Respondent Joel Jay Rogge was admitted to the practice of law in the State of New York by the First Judicial Department on June 23, 1959, and was admitted to the practice of law in the Commonwealth of Massachusetts in 1968. At all times relevant to this proceeding, respondent lived and practiced law in Massachusetts.
The Departmental Disciplinary Committee now seeks an order, pursuant to 22 NYCRR 603.3, censuring respondent predicated upon similar discipline issued by the Commonwealth of Massachusetts Board of Bar Overseers of the Supreme Judicial Court or, in the alternative, sanctioning respondent as this Court deems just and proper.
Respondent was served with a Petition for Discipline in August 2007, which set forth charges of professional misconduct concerning one client matter. Respondent was alleged to have settled a matter without his client's consent, failed to inform his client that he had accepted the settlement and was holding settlement monies, and neglected to promptly inform the other party that his client had rejected the settlement.
Respondent subsequently entered into a stipulation in which he waived a disciplinary hearing and admitted to the disciplinary rule violations delineated in the petition, including that by settling a matter without his client's consent he violated DR 6-101(A)(2) (a lawyer shall not handle a legal matter without adequate preparation), DR 7-101(A)(1) (a lawyer shall not intentionally fail to seek the lawful objectives of the client), and DR 7-101(A)(2) (a lawyer shall not intentionally fail to carry out a contract of employment entered into with a client). Respondent further acknowledged that by failing to inform the managing partner of his client in December 1997 that he had accepted the offer of settlement and that he was holding $1,500 received on behalf of the partnership, respondent violated DR 1-102(A)(4) (a lawyer shall not engage in conduct involving dishonesty, fraud, deceit or misrepresentation), DR 1-102(A)(6) (a lawyer shall not engage in conduct that adversely reflects on his fitness to practice law), DR 6-102(A) (a lawyer shall not attempt to exonerate himself from or limit his liability to his client for his personal malpractice), and DR 9-102(B)(1) (a lawyer shall promptly notify a client of the receipt of his funds). Further, by failing to promptly inform the other party that his client had rejected the settlement and refusing to provide a mortgage discharge, respondent admitted he violated DR 1-102(A)(4) and (6).
The stipulation was submitted to the Board of Bar Overseers, which voted to accept it in full, and on September 28, 2007, the Board of Bar Overseers issued an order publicly reprimanding respondent for his professional misconduct.
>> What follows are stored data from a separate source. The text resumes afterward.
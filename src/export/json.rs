//! JSON snapshot export
//!
//! A snapshot is the complete tracker state plus metadata, suitable for
//! backup or for reading back into another tool.

use chrono::{DateTime, Utc};
use serde::{Deserialize, Serialize};
use std::io::Write;

use crate::error::{TrackerError, TrackerResult};
use crate::models::{BudgetRegistry, Expense, Money, Month, TrackerState};

/// Current snapshot schema version
pub const SNAPSHOT_SCHEMA_VERSION: &str = "1.0.0";

/// Full state snapshot
#[derive(Debug, Clone, Serialize, Deserialize)]
pub struct Snapshot {
    /// Schema version for compatibility checking
    pub schema_version: String,

    pub exported_at: DateTime<Utc>,

    /// Application version that created the snapshot
    pub app_version: String,

    pub month: Month,

    pub categories: BudgetRegistry,

    pub expenses: Vec<Expense>,

    pub metadata: SnapshotMetadata,
}

/// Snapshot metadata for reference
#[derive(Debug, Clone, PartialEq, Serialize, Deserialize)]
pub struct SnapshotMetadata {
    pub expense_count: usize,
    pub category_count: usize,

    /// Sum of all expense amounts
    pub total_spent: Money,

    /// Sum of all category budgets
    pub total_budget: Money,

    /// Date range of expenses (earliest)
    pub earliest_expense: Option<String>,

    /// Date range of expenses (latest)
    pub latest_expense: Option<String>,
}

impl Snapshot {
    /// Capture the given state
    pub fn from_state(state: &TrackerState) -> Self {
        let expenses: Vec<Expense> = state.expenses.iter().cloned().collect();

        let metadata = SnapshotMetadata {
            expense_count: expenses.len(),
            category_count: state.categories.len(),
            total_spent: state.expenses.total(),
            total_budget: state.categories.total(),
            earliest_expense: expenses.iter().map(|e| e.date).min().map(|d| d.to_string()),
            latest_expense: expenses.iter().map(|e| e.date).max().map(|d| d.to_string()),
        };

        Self {
            schema_version: SNAPSHOT_SCHEMA_VERSION.to_string(),
            exported_at: Utc::now(),
            app_version: env!("CARGO_PKG_VERSION").to_string(),
            month: state.month,
            categories: state.categories.clone(),
            expenses,
            metadata,
        }
    }

    /// Check the schema version and that metadata agrees with the contents
    pub fn validate(&self) -> Result<(), String> {
        if self.schema_version != SNAPSHOT_SCHEMA_VERSION {
            return Err(format!(
                "Schema version mismatch: expected {}, got {}",
                SNAPSHOT_SCHEMA_VERSION, self.schema_version
            ));
        }

        if self.metadata.expense_count != self.expenses.len() {
            return Err(format!(
                "Metadata lists {} expenses but snapshot contains {}",
                self.metadata.expense_count,
                self.expenses.len()
            ));
        }

        if self.metadata.category_count != self.categories.len() {
            return Err(format!(
                "Metadata lists {} categories but snapshot contains {}",
                self.metadata.category_count,
                self.categories.len()
            ));
        }

        let mut ids: Vec<_> = self.expenses.iter().map(|e| e.id).collect();
        ids.sort();
        if ids.windows(2).any(|pair| pair[0] == pair[1]) {
            return Err("Snapshot contains duplicate expense ids".to_string());
        }

        Ok(())
    }
}

/// Write a JSON snapshot of the state
pub fn export_snapshot_json<W: Write>(
    state: &TrackerState,
    writer: W,
    pretty: bool,
) -> TrackerResult<()> {
    let snapshot = Snapshot::from_state(state);

    if pretty {
        serde_json::to_writer_pretty(writer, &snapshot)
    } else {
        serde_json::to_writer(writer, &snapshot)
    }
    .map_err(|e| TrackerError::Export(e.to_string()))
}

/// Read a JSON snapshot back and validate it
pub fn read_snapshot_json(json_str: &str) -> TrackerResult<Snapshot> {
    let snapshot: Snapshot = serde_json::from_str(json_str)?;
    snapshot.validate().map_err(TrackerError::Validation)?;
    Ok(snapshot)
}
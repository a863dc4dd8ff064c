//! Path management for the expense tracker
//!
//! ## Path Resolution Order
//!
//! 1. `EXPENSE_TRACKER_DATA_DIR` environment variable (if set)
//! 2. The platform config directory (`~/.config/expense-tracker` on Linux,
//!    `~/Library/Application Support/expense-tracker` on macOS,
//!    `%APPDATA%\expense-tracker\config` on Windows)

use std::path::PathBuf;

use directories::ProjectDirs;

use crate::error::TrackerError;

/// Environment variable that overrides the base directory
pub const DATA_DIR_ENV: &str = "EXPENSE_TRACKER_DATA_DIR";

/// Manages all paths used by the expense tracker
#[derive(Debug, Clone)]
pub struct TrackerPaths {
    base_dir: PathBuf,
}

impl TrackerPaths {
    /// Create a new TrackerPaths instance
    ///
    /// # Errors
    ///
    /// Returns an error if no home directory can be determined and the
    /// override variable is not set.
    pub fn new() -> Result<Self, TrackerError> {
        let base_dir = match std::env::var(DATA_DIR_ENV) {
            Ok(custom) if !custom.trim().is_empty() => PathBuf::from(custom),
            _ => resolve_default_path()?,
        };

        Ok(Self { base_dir })
    }

    /// Create TrackerPaths with a custom base directory (useful for testing)
    pub fn with_base_dir(base_dir: PathBuf) -> Self {
        Self { base_dir }
    }

    /// Get the base directory
    pub fn base_dir(&self) -> &PathBuf {
        &self.base_dir
    }

    /// Get the data directory holding the key-value files
    pub fn data_dir(&self) -> PathBuf {
        self.base_dir.join("data")
    }

    /// Get the path to the settings file
    pub fn settings_file(&self) -> PathBuf {
        self.base_dir.join("config.json")
    }

    /// Get the path to the audit log
    pub fn audit_log(&self) -> PathBuf {
        self.base_dir.join("audit.log")
    }

    /// Ensure the base and data directories exist
    pub fn ensure_directories(&self) -> Result<(), TrackerError> {
        std::fs::create_dir_all(&self.base_dir)
            .map_err(|e| TrackerError::Io(format!("Failed to create base directory: {}", e)))?;

        std::fs::create_dir_all(self.data_dir())
            .map_err(|e| TrackerError::Io(format!("Failed to create data directory: {}", e)))?;

        Ok(())
    }
}

fn resolve_default_path() -> Result<PathBuf, TrackerError> {
    ProjectDirs::from("", "", "expense-tracker")
        .map(|dirs| dirs.config_dir().to_path_buf())
        .ok_or_else(|| TrackerError::Config("Could not determine home directory".into()))
}
//! Budget overview command

use crate::config::settings::Settings;
use crate::display::budget::format_budget_overview;
use crate::error::TrackerResult;
use crate::services::BudgetService;
use crate::storage::Storage;

/// Show budget, spend and remaining amount per category
pub fn handle_budget_overview(storage: &mut Storage, settings: &Settings) -> TrackerResult<()> {
    let month = storage.state().month;
    let service = BudgetService::new(storage).with_thresholds(settings.thresholds());

    println!("Budget for {}", month);
    println!();
    print!(
        "{}",
        format_budget_overview(
            &service.statuses(),
            &service.orphaned(),
            &settings.currency_symbol,
            settings.bar_width,
        )
    );

    Ok(())
}
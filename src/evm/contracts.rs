//! Real estate valuation contract ABI
//!
//! Uses alloy's sol! macro to generate type-safe bindings. Function and event
//! names must stay bit-exact with the deployed contract.

use alloy::sol;

sol! {
    /// Oracle-backed valuation contract (SmartZip + ProspectNow, averaged on-chain)
    #[sol(rpc)]
    contract RealEstateValuation {
        // ========================================================================
        // Oracle Requests
        // ========================================================================

        /// Request a SmartZip valuation for a ZIP code
        function requestSmartZipValue(string calldata zipCode) external;

        /// Request a ProspectNow valuation for a ZIP code
        function requestProspectNowValue(string calldata zipCode) external;

        /// Withdraw the remaining LINK balance to the owner
        function withdrawLink() external;

        // ========================================================================
        // View Functions
        // ========================================================================

        function smartZipValue() external view returns (uint256);

        function prospectNowValue() external view returns (uint256);

        function averageValue() external view returns (uint256);

        // ========================================================================
        // Events
        // ========================================================================

        event SmartZipValueUpdated(uint256 value);

        event ProspectNowValueUpdated(uint256 value);

        event AverageValueUpdated(uint256 value);
    }
}
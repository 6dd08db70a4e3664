//! EVM implementation of the wallet provider seam
//!
//! ## Submodules
//!
//! - `contracts` - Valuation contract bindings using alloy sol! macro
//! - `events` - Valuation event parsing
//! - `wallet` - JSON-RPC wallet provider and bound contract
//! - `watcher` - Polling event listeners

pub mod contracts;
pub mod events;
pub mod wallet;
pub mod watcher;

pub use contracts::RealEstateValuation;
pub use events::{event_topic, parse_valuation_log, ValuationUpdatedEvent};
pub use wallet::{EvmValuationContract, LocalWalletProvider};
pub use watcher::{block_chunks, LogSource, RpcLogSource, ValuationEventWatcher, WatcherConfig};
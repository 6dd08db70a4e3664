//! Valuation Bridge - Library interface
//!
//! Connects a wallet to the real estate valuation contract, submits oracle
//! requests and mirrors the `*ValueUpdated` events into a console view.
//!
//! - **bridge** - Session lifecycle, user actions and event handling
//! - **provider** - Wallet provider / contract traits the bridge depends on
//! - **evm** - Alloy-backed provider, contract bindings and event watcher
//! - **view** - Console rendering of bridge updates and command input

pub mod bridge;
pub mod config;
pub mod error;
pub mod evm;
pub mod format;
pub mod provider;
pub mod state;
pub mod view;

pub use bridge::{BridgeCommand, BridgeUpdate, ValuationBridge, ValuationSnapshot};
pub use error::BridgeError;
pub use format::{format_amount, format_value};
pub use provider::{EventSubscription, ValuationContract, WalletProvider};
pub use state::{ConnectionState, Session, Severity, StatusEntry, ValuationKind};
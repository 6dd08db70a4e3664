//! Wallet provider seam
//!
//! The bridge talks to the chain only through these traits. `evm::LocalWalletProvider`
//! implements them over JSON-RPC; tests substitute an in-memory fake.

use std::sync::Arc;

use alloy::primitives::{Address, TxHash, U256};
use async_trait::async_trait;
use tokio::sync::mpsc;

use crate::error::BridgeError;
use crate::state::ValuationKind;

/// Stream of decoded values for one contract event.
///
/// An `Err` item is a listener-level delivery error; the subscription stays open.
pub type EventSubscription = mpsc::Receiver<Result<U256, BridgeError>>;

/// Account authorization and contract binding
#[async_trait]
pub trait WalletProvider: Send + Sync {
    /// Ask the wallet for account access. The first account is the session account.
    async fn request_accounts(&self) -> Result<Vec<Address>, BridgeError>;

    /// Bind the valuation contract interface at `address`
    fn bind_contract(&self, address: Address) -> Arc<dyn ValuationContract>;
}

/// Entry points, queries and events of the valuation contract
#[async_trait]
pub trait ValuationContract: Send + Sync {
    fn address(&self) -> Address;

    /// `requestSmartZipValue(string)`; returns once the transaction is submitted
    async fn request_smart_zip_value(
        &self,
        from: Address,
        zip_code: &str,
    ) -> Result<TxHash, BridgeError>;

    /// `requestProspectNowValue(string)`; returns once the transaction is submitted
    async fn request_prospect_now_value(
        &self,
        from: Address,
        zip_code: &str,
    ) -> Result<TxHash, BridgeError>;

    /// `withdrawLink()`; returns once the transaction is submitted
    async fn withdraw_link(&self, from: Address) -> Result<TxHash, BridgeError>;

    async fn smart_zip_value(&self) -> Result<U256, BridgeError>;

    async fn prospect_now_value(&self) -> Result<U256, BridgeError>;

    async fn average_value(&self) -> Result<U256, BridgeError>;

    /// Register a persistent listener for the event carrying `kind`
    async fn subscribe(&self, kind: ValuationKind) -> Result<EventSubscription, BridgeError>;
}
In the present proceeding seeking reciprocal discipline pursuant to 22 NYCRR 603.3, respondent is precluded from raising any defenses except: (1) lack of notice constituting a deprivation of due process; (2) an infirmity of the proof presented to the foreign jurisdiction; and (3) that the misconduct for which the attorney was disciplined in the foreign jurisdiction does not constitute misconduct in this State (22 NYCRR 603.3[c]; Matter of Hoffman, 34 A.D.3d 1, 2-3, 822 N.Y.S.2d 42 [2006]; Matter of Power, 3 A.D.3d 21, 23, 768 N.Y.S.2d 455 [2003] ).
Respondent was properly served with notice of this proceeding, yet has submitted no response to the Committee. Moreover, a review of the record establishes that respondent was afforded due process and there was sufficient evidence to establish his misconduct. Indeed, respondent, represented by counsel, stipulated to his misconduct, the disciplinary rules he violated and the sanction of public reprimand, and the rule violations under which respondent was disciplined in Massachusetts are covered by the identical, or essentially identical, provisions of the New York Lawyer's Code of Professional Responsibility. Accordingly, the imposition of reciprocal discipline is appropriate.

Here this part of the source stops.